Extracted information:
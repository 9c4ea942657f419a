//! Entity and component handles.
//!
//! Entities use a generational index pattern so the host can recycle slots
//! while stale handles stay detectable. The index never dereferences a
//! handle itself; it only stores and compares them.

use std::fmt;

/// A unique handle to an entity in the host scene graph.
///
/// Combination of a slot index and a generation counter. The host allocates
/// these; the group index treats them as opaque identity.
#[derive(Clone, Copy, PartialEq, Eq, Hash, PartialOrd, Ord)]
pub struct Entity {
    id: u32,
    generation: u32,
}

impl Entity {
    /// Create an entity handle from a slot index and generation.
    #[must_use]
    pub const fn new(id: u32, generation: u32) -> Self {
        Self { id, generation }
    }

    /// Get the slot index.
    #[must_use]
    pub const fn id(self) -> u32 {
        self.id
    }

    /// Get the generation counter.
    #[must_use]
    pub const fn generation(self) -> u32 {
        self.generation
    }

    /// Pack the handle into a single u64.
    #[must_use]
    pub const fn to_bits(self) -> u64 {
        ((self.generation as u64) << 32) | (self.id as u64)
    }

    /// Unpack a handle from a u64.
    #[must_use]
    pub const fn from_bits(bits: u64) -> Self {
        Self {
            id: bits as u32,
            generation: (bits >> 32) as u32,
        }
    }
}

impl fmt::Debug for Entity {
    fn fmt(&self, f: &mut fmt::Formatter<'_>) -> fmt::Result {
        write!(f, "Entity({}v{})", self.id, self.generation)
    }
}

impl fmt::Display for Entity {
    fn fmt(&self, f: &mut fmt::Formatter<'_>) -> fmt::Result {
        write!(f, "{}v{}", self.id, self.generation)
    }
}

/// Opaque identity of one component instance, issued by the host.
///
/// The index stores these in group containers and hands them back to
/// systems; only the host can resolve one to actual component data.
#[derive(Clone, Copy, PartialEq, Eq, Hash, PartialOrd, Ord)]
pub struct ComponentHandle(u64);

impl ComponentHandle {
    /// Create a handle from a raw value.
    #[must_use]
    pub const fn from_bits(bits: u64) -> Self {
        Self(bits)
    }

    /// Get the raw value.
    #[must_use]
    pub const fn to_bits(self) -> u64 {
        self.0
    }
}

impl fmt::Debug for ComponentHandle {
    fn fmt(&self, f: &mut fmt::Formatter<'_>) -> fmt::Result {
        write!(f, "ComponentHandle({:#x})", self.0)
    }
}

Assigned task:
Retype each record, matching it exactly.

Result of the exercise:
repository 9c4ea942657f419a
//! Entity and component handles.
//!
//! Entities use a generational index pattern so the host can recycle slots
//! while stale handles stay detectable. The index never dereferences a
//! handle itself; it only stores and compares them.

use std::fmt;

/// A unique handle to an entity in the host scene graph.
///
/// Combination of a slot index and a generation counter. The host allocates
/// these; the group index treats them as opaque identity.
#[derive(Clone, Copy, PartialEq, Eq, Hash, PartialOrd, Ord)]
pub struct Entity {
    id: u32,
    generation: u32,
}

impl Entity {
    /// Create an entity handle from a slot index and generation.
    #[must_use]
    pub const fn new(id: u32, generation: u32) -> Self {
        Self { id, generation }
    }

    /// Get the slot index.
    #[must_use]
    pub const fn id(self) -> u32 {
        self.id
    }

    /// Get the generation counter.
    #[must_use]
    pub const fn generation(self) -> u32 {
        self.generation
    }

    /// Pack the handle into a single u64.
    #[must_use]
    pub const fn to_bits(self) -> u64 {
        ((self.generation as u64) << 32) | (self.id as u64)
    }

    /// Unpack a handle from a u64.
    #[must_use]
    pub const fn from_bits(bits: u64) -> Self {
        Self {
            id: bits as u32,
            generation: (bits >> 32) as u32,
        }
    }
}

impl fmt::Debug for Entity {
    fn fmt(&self, f: &mut fmt::Formatter<'_>) -> fmt::Result {
        write!(f, "Entity({}v{})", self.id, self.generation)
    }
}

impl fmt::Display for Entity {
    fn fmt(&self, f: &mut fmt::Formatter<'_>) -> fmt::Result {
        write!(f, "{}v{}", self.id, self.generation)
    }
}

/// Opaque identity of one component instance, issued by the host.
///
/// The index stores these in group containers and hands them back to
/// systems; only the host can resolve one to actual component data.
#[derive(Clone, Copy, PartialEq, Eq, Hash, PartialOrd, Ord)]
pub struct ComponentHandle(u64);

impl ComponentHandle {
    /// Create a handle from a raw value.
    #[must_use]
    pub const fn from_bits(bits: u64) -> Self {
        Self(bits)
    }

    /// Get the raw value.
    #[must_use]
    pub const fn to_bits(self) -> u64 {
        self.0
    }
}

impl fmt::Debug for ComponentHandle {
    fn fmt(&self, f: &mut fmt::Formatter<'_>) -> fmt::Result {
        write!(f, "ComponentHandle({:#x})", self.0)
    }
}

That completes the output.